Within the entries below, find each line containing the word "usize" and copy it.
[[ Input data open ]]
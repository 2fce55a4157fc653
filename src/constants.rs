//! Consensus constants for standard script and header validation

/// Maximum script length in bytes (standardness)
pub const MAX_SCRIPT_SIZE: usize = 10_000;

/// Maximum stack size during script execution (main + alt combined)
pub const MAX_STACK_SIZE: usize = 1_000;

/// Maximum size of a single pushed element
pub const MAX_PUSH_SIZE: usize = 520;

/// SIGHASH type committing to all inputs and outputs
pub const SIGHASH_ALL: u32 = 1;

/// Sequence number for a final input
pub const SEQUENCE_FINAL: u32 = 0xffffffff;

/// Satoshis per BTC
pub const SATOSHIS_PER_BTC: u64 = 100_000_000;

/// Length of one difficulty epoch in seconds
pub const TWO_WEEKS: u64 = 60 * 60 * 24 * 14;

/// Lowest allowed proof-of-work (the genesis difficulty) in compact form
pub const LOWEST_BITS: [u8; 4] = [0xff, 0xff, 0x00, 0x1d];

/// Version byte for mainnet P2PKH addresses
pub const ADDR_PREFIX_MAINNET: u8 = 0x00;

/// Version byte for testnet P2PKH addresses
pub const ADDR_PREFIX_TESTNET: u8 = 0x6f;

// Script opcodes. Only the whitelist the VM dispatches is listed; anything
// else fails the script with `ScriptError::BadOpcode`.

pub const OP_0: u8 = 0x00;
pub const OP_PUSHDATA1: u8 = 0x4c;
pub const OP_PUSHDATA2: u8 = 0x4d;
pub const OP_PUSHDATA4: u8 = 0x4e;
pub const OP_1: u8 = 0x51;
pub const OP_16: u8 = 0x60;
pub const OP_VERIFY: u8 = 0x69;
pub const OP_TOALTSTACK: u8 = 0x6b;
pub const OP_FROMALTSTACK: u8 = 0x6c;
pub const OP_DUP: u8 = 0x76;
pub const OP_EQUAL: u8 = 0x87;
pub const OP_EQUALVERIFY: u8 = 0x88;
pub const OP_HASH160: u8 = 0xa9;
pub const OP_HASH256: u8 = 0xaa;
pub const OP_CHECKSIG: u8 = 0xac;
pub const OP_CHECKMULTISIG: u8 = 0xae;

/// Synthetic opcode driving P2SH redeem-script replay.
/// Injected by the VM after the final unlocking data push; never valid on
/// the wire.
pub const OP_P2SH: u8 = 0xfe;
//! Hash compositions used throughout the wire protocol

use ripemd::Ripemd160;
use sha2::{Digest, Sha256};

use crate::types::{Hash, Hash160};

/// Double SHA-256
pub fn hash256(data: &[u8]) -> Hash {
    let first = Sha256::digest(data);
    let second = Sha256::digest(first);
    let mut out = [0u8; 32];
    out.copy_from_slice(&second);
    out
}

/// RIPEMD160 of SHA-256
pub fn hash160(data: &[u8]) -> Hash160 {
    let sha = Sha256::digest(data);
    let ripe = Ripemd160::digest(sha);
    let mut out = [0u8; 20];
    out.copy_from_slice(&ripe);
    out
}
[[ Input data closed ]]
Output for this task:
pub const MAX_SCRIPT_SIZE: usize = 10_000;
pub const MAX_STACK_SIZE: usize = 1_000;
pub const MAX_PUSH_SIZE: usize = 520;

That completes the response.